# [SUPPLIED DATA]
╔══
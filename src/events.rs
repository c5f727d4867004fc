//! Notifications a proposer emits as rounds progress.
//!
//! `propose` only returns the chosen payload or an error. Callers that want more, such as the
//! proposal id that won a sequence number or the learners that missed a chosen value and need
//! to catch up out of band, subscribe to the proposer's [`ProposerEventBus`]. Publishing never
//! blocks or fails a round.

use tokio::sync::broadcast;
use tracing::trace;

use crate::types::{PaxosPhase, PaxosValue, ProposalId};

#[derive(Debug, Clone, PartialEq, Eq)]
pub enum ProposerEvent {
    /// A quorum of acceptors accepted `value`; it is now chosen for `seq`.
    ValueChosen {
        seq: i64,
        proposal_id: ProposalId,
        value: PaxosValue,
    },
    /// The round could not reach a quorum in `phase`.
    RoundFailed {
        seq: i64,
        proposal_id: ProposalId,
        phase: PaxosPhase,
    },
    /// Teaching a learner the chosen value failed. The round itself still succeeded.
    LearnerFailed {
        seq: i64,
        learner: String,
        reason: String,
    },
}

/// Sink for [`ProposerEvent`]s. Cloned into every learner broadcast task of a round.
pub trait ProposerEventBus: Clone + Send + Sync + 'static {
    /// Type returned to consumers that subscribe to proposer events.
    type Receiver;

    fn subscribe(&self) -> Self::Receiver;
    fn publish(&self, event: ProposerEvent);
}

/// Fan-out to any number of subscribers. A subscriber that falls more than the buffer behind
/// sees `RecvError::Lagged` and loses the oldest events.
#[derive(Clone)]
pub struct BroadcastEventBus {
    sender: broadcast::Sender<ProposerEvent>,
}

impl BroadcastEventBus {
    pub fn new(buffer: usize) -> Self {
        let (sender, _) = broadcast::channel(buffer.max(1));
        Self { sender }
    }
}

impl Default for BroadcastEventBus {
    fn default() -> Self {
        Self::new(1000)
    }
}

impl ProposerEventBus for BroadcastEventBus {
    type Receiver = broadcast::Receiver<ProposerEvent>;

    fn subscribe(&self) -> Self::Receiver {
        self.sender.subscribe()
    }

    fn publish(&self, event: ProposerEvent) {
        if let Err(broadcast::error::SendError(event)) = self.sender.send(event) {
            trace!(?event, "no subscribers for proposer event");
        }
    }
}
╚══
# [YOUR OBJECTIVE]
Set down exactly the lines from the opening line of the material through the line in which "fails a round." occurs, both included, and no other lines.

# [RESULT FOR THIS EXERCISE]
filename src/events.rs
repository c5f727d4867004fc
//! Notifications a proposer emits as rounds progress.
//!
//! `propose` only returns the chosen payload or an error. Callers that want more, such as the
//! proposal id that won a sequence number or the learners that missed a chosen value and need
//! to catch up out of band, subscribe to the proposer's [`ProposerEventBus`]. Publishing never
//! blocks or fails a round.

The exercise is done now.